D’altro canto, la considerazione che emerge dall’analisi del panorama giuridico di fine secolo è, da un lato, la concezione di un giurista, inteso quale operatore altamente specializzato ed essenzialmente impegnato a risolvere i problemi tecnico-applicativi del diritto, senza alcuna attenzione non solo per ogni istanza di natura filosofica, costituendo quest’ultima, anzi, una pregiudiziale dalla quale liberarsi, ma anche per ogni riflessione di carattere teorico-generale. Dall’altro, l’immagine di un filosofo del diritto, anche di quello che si sarebbe dovuto occupare della "filosofia per i giuristi", essenzialmente teso ad elaborare modelli epistemologici, magari da applicarsi meccanicamente, e solo preoccupato di tenere distinto il discorso del legislatore da quello del giurista.
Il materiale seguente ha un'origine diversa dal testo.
//! Retrieval pipeline: embed, search, boost, rerank, truncate.

use std::sync::Arc;

use tracing::{debug, warn};

use fleetql_core::documents::Document;
use fleetql_core::errors::FleetqlResult;
use fleetql_core::traits::{IDatastore, IEmbeddingProvider, IReranker};

use crate::intent;
use crate::normalize::{has_negative_intent, normalize_question};

/// Score boost for exclusion-pattern examples on negative questions.
const NEGATIVE_INTENT_BOOST: f64 = 0.15;

/// A retrieved document with its first-pass and rerank scores.
#[derive(Debug, Clone)]
pub struct ScoredDocument {
    pub document: Document,
    /// Cosine similarity from vector search, plus any boost.
    pub score: f64,
    /// Pairwise rerank score; ordering key of the final result.
    pub rerank_score: f64,
}

/// Context retriever over the datastore's document corpus.
pub struct ContextRetriever {
    datastore: Arc<dyn IDatastore>,
    embedder: Arc<dyn IEmbeddingProvider>,
    reranker: Arc<dyn IReranker>,
    oversample: usize,
}

impl ContextRetriever {
    pub fn new(
        datastore: Arc<dyn IDatastore>,
        embedder: Arc<dyn IEmbeddingProvider>,
        reranker: Arc<dyn IReranker>,
        oversample: usize,
    ) -> Self {
        Self {
            datastore,
            embedder,
            reranker,
            oversample: oversample.max(1),
        }
    }

    pub fn embedder(&self) -> &Arc<dyn IEmbeddingProvider> {
        &self.embedder
    }

    /// Return the `k` most supporting documents for a question, best
    /// first. Never fails the pipeline: an unreachable corpus yields an
    /// empty set and a warning.
    pub fn retrieve(&self, question: &str, k: usize) -> Vec<ScoredDocument> {
        let normalized = normalize_question(question);
        let negative = has_negative_intent(&normalized);

        let candidates = match self.search(&normalized, k * self.oversample) {
            Ok(candidates) => candidates,
            Err(e) => {
                warn!(error = %e, "retrieval failed, prompting without context");
                Vec::new()
            }
        };

        let mut scored: Vec<ScoredDocument> = candidates
            .into_iter()
            .map(|(document, mut score)| {
                if negative && has_exclusion_pattern(&document) {
                    score += NEGATIVE_INTENT_BOOST;
                }
                ScoredDocument {
                    document,
                    score,
                    rerank_score: 0.0,
                }
            })
            .collect();

        scored.sort_by(|a, b| b.score.total_cmp(&a.score));

        for doc in scored.iter_mut() {
            doc.rerank_score = match self.reranker.score(&normalized, &doc.document.text) {
                Ok(s) => s,
                Err(e) => {
                    warn!(error = %e, "rerank failed, keeping first-pass score");
                    doc.score
                }
            };
        }
        scored.sort_by(|a, b| b.rerank_score.total_cmp(&a.rerank_score));
        scored.truncate(k);

        // Intent templates outrank everything retrieved.
        if let Some(template) = intent::match_intent(&normalized) {
            let top_score = scored.first().map(|d| d.rerank_score).unwrap_or(0.0);
            scored.insert(
                0,
                ScoredDocument {
                    document: template,
                    score: top_score + 1.0,
                    rerank_score: top_score + 1.0,
                },
            );
            scored.truncate(k.max(1));
        }

        debug!(
            question = normalized,
            returned = scored.len(),
            negative_intent = negative,
            "context retrieval complete"
        );
        scored
    }

    /// Closest gold-standard worked example above `threshold`, used for
    /// the logical-plan cross-check.
    pub fn retrieve_gold_standard(
        &self,
        question: &str,
        threshold: f64,
    ) -> Option<(Document, f64)> {
        let normalized = normalize_question(question);
        let candidates = match self.search(&normalized, 10) {
            Ok(candidates) => candidates,
            Err(e) => {
                warn!(error = %e, "gold-standard lookup failed");
                return None;
            }
        };
        candidates
            .into_iter()
            .filter(|(doc, _)| doc.kind.example_sql().is_some())
            .filter(|(_, score)| *score >= threshold)
            .max_by(|a, b| a.1.total_cmp(&b.1))
    }

    fn search(&self, normalized: &str, limit: usize) -> FleetqlResult<Vec<(Document, f64)>> {
        let embedding = self.embedder.embed(normalized)?;
        self.datastore.nearest_documents(&embedding, limit)
    }
}

fn has_exclusion_pattern(document: &Document) -> bool {
    document
        .kind
        .example_sql()
        .map(|sql| {
            let lower = sql.to_lowercase();
            lower.contains("not exists")
                || (lower.contains("left join") && lower.contains("is null"))
        })
        .unwrap_or(false)
}

#[cfg(test)]
mod tests {
    use super::*;
    use fleetql_core::documents::DocumentKind;
    use fleetql_core::models::ExecutionResult;
    use fleetql_core::traits::{PlanOutcome, QueryOutcome, SchemaMap};
    use fleetql_core::vector::cosine_similarity;
    use fleetql_embeddings::{HashedEmbedder, LexicalReranker};
    use std::sync::Mutex;

    struct MemoryDatastore {
        documents: Mutex<Vec<Document>>,
    }

    impl MemoryDatastore {
        fn with_documents(documents: Vec<Document>) -> Self {
            Self {
                documents: Mutex::new(documents),
            }
        }
    }

    impl IDatastore for MemoryDatastore {
        fn introspect_schema(&self) -> FleetqlResult<SchemaMap> {
            Ok(SchemaMap::new())
        }

        fn plan(&self, _sql: &str) -> FleetqlResult<PlanOutcome> {
            Ok(PlanOutcome::Accepted)
        }

        fn execute(&self, _sql: &str) -> FleetqlResult<QueryOutcome> {
            Ok(QueryOutcome::Rows(ExecutionResult::new(vec![], vec![])))
        }

        fn upsert_document(&self, document: &Document) -> FleetqlResult<()> {
            let mut docs = self.documents.lock().unwrap();
            docs.retain(|d| d.id != document.id);
            docs.push(document.clone());
            Ok(())
        }

        fn nearest_documents(
            &self,
            embedding: &[f32],
            limit: usize,
        ) -> FleetqlResult<Vec<(Document, f64)>> {
            let docs = self.documents.lock().unwrap();
            let mut scored: Vec<(Document, f64)> = docs
                .iter()
                .map(|d| (d.clone(), cosine_similarity(embedding, &d.embedding)))
                .collect();
            scored.sort_by(|a, b| b.1.total_cmp(&a.1));
            scored.truncate(limit);
            Ok(scored)
        }

        fn document_count(&self) -> FleetqlResult<usize> {
            Ok(self.documents.lock().unwrap().len())
        }
    }

    fn example(question: &str, sql: &str, embedder: &HashedEmbedder) -> Document {
        let text = format!("QUESTION: {question}\nSQL: {sql}");
        let mut doc = Document::new(
            text,
            DocumentKind::Example {
                question: question.to_string(),
                sql: sql.to_string(),
            },
        );
        let embedding = embedder.embed(doc.retrieval_text()).unwrap();
        doc.embedding = embedding;
        doc
    }

    fn retriever(documents: Vec<Document>) -> ContextRetriever {
        ContextRetriever::new(
            Arc::new(MemoryDatastore::with_documents(documents)),
            Arc::new(HashedEmbedder::new()),
            Arc::new(LexicalReranker::new()),
            3,
        )
    }

    #[test]
    fn retrieves_matching_example_first() {
        let embedder = HashedEmbedder::new();
        let docs = vec![
            example(
                "show blacklisted vehicles",
                "SELECT truck_no FROM vts_truck_master WHERE whether_truck_blacklisted = 'Y'",
                &embedder,
            ),
            example(
                "average risk score per transporter",
                "SELECT transporter_name, AVG(risk_score) FROM transporter_risk_score GROUP BY transporter_name",
                &embedder,
            ),
        ];
        let r = retriever(docs);
        let results = r.retrieve("show blacklisted vehicles", 1);
        assert_eq!(results.len(), 1);
        assert!(results[0].document.text.contains("whether_truck_blacklisted"));
    }

    #[test]
    fn negative_intent_boosts_exclusion_examples() {
        let embedder = HashedEmbedder::new();
        let docs = vec![
            example(
                "vehicles with alerts in the last 7 days",
                "SELECT vehicle_number FROM alerts WHERE created_at >= CURRENT_DATE - INTERVAL '7 days'",
                &embedder,
            ),
            example(
                "vehicles with no alerts in the last 7 days",
                "SELECT vtm.truck_no FROM vts_truck_master vtm WHERE NOT EXISTS \
                 (SELECT 1 FROM alerts a WHERE a.vehicle_number = vtm.truck_no)",
                &embedder,
            ),
        ];
        let r = retriever(docs);
        let results = r.retrieve("vehicles with no alerts in the last 7 days", 2);
        assert!(results[0].document.text.contains("NOT EXISTS"));
    }

    #[test]
    fn intent_template_is_prepended() {
        let r = retriever(vec![]);
        let results = r.retrieve("show the history for RJ19GD6553", 3);
        assert!(!results.is_empty());
        match &results[0].document.kind {
            DocumentKind::TemplateGuidance { intent, .. } => {
                assert_eq!(intent, "vehicle_history")
            }
            other => panic!("expected template guidance, got {other:?}"),
        }
    }

    #[test]
    fn empty_corpus_returns_empty_set() {
        let r = retriever(vec![]);
        assert!(r.retrieve("show blacklisted vehicles", 5).is_empty());
    }

    #[test]
    fn gold_standard_requires_high_similarity() {
        let embedder = HashedEmbedder::new();
        let docs = vec![example(
            "show blacklisted vehicles",
            "SELECT truck_no FROM vts_truck_master WHERE whether_truck_blacklisted = 'Y'",
            &embedder,
        )];
        let r = retriever(docs);
        assert!(r
            .retrieve_gold_standard("show blacklisted vehicles", 0.85)
            .is_some());
        assert!(r
            .retrieve_gold_standard("average driver speed in june", 0.85)
            .is_none());
    }
}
Ed è attraverso questa via che il linguaggio della scienza giuridica diventa "metalinguaggio descrittivo avente ad oggetto il linguaggio prescrittivo del legislatore", e si separa definitivamente il diritto dalla scienza giuridica (il discorso sul diritto), non solo perché utilizzano due diversi tipi di linguaggio, essendo quello del diritto un discorso pacificamente prescrittivo, mentre quello del giurista essenzialmente descrittivo e, come tale, meramente dichiarativo, ma anche perché si riferiscono ormai ad ambiti completamente diversi.
E non dovrebbe essere un caso che Bobbio già sessant’anni orsono avesse avvertito il problema, quando suggeriva di "distinguere nettamente il carattere teoretico della giurisprudenza dalla sua funzione pratica". Così posta, e risolta, la questione era anche immediatamente superata, dato che sarebbe bastato tenere separata "la direzione verso la pura teoreticità", che è quella dello scienziato del diritto, dalla "direzione vero al utilizzabilità dei risultati teoretici per fini pratici", che è l’attività del tecnico"("Scienza e tecnica del diritto", p. 13).
E non può che essere questa la vera e radicale ragione per la quale la "filosofia del diritto", nata "per i giuristi", non avrebbe mai potuto parlare ai giuristi stessi.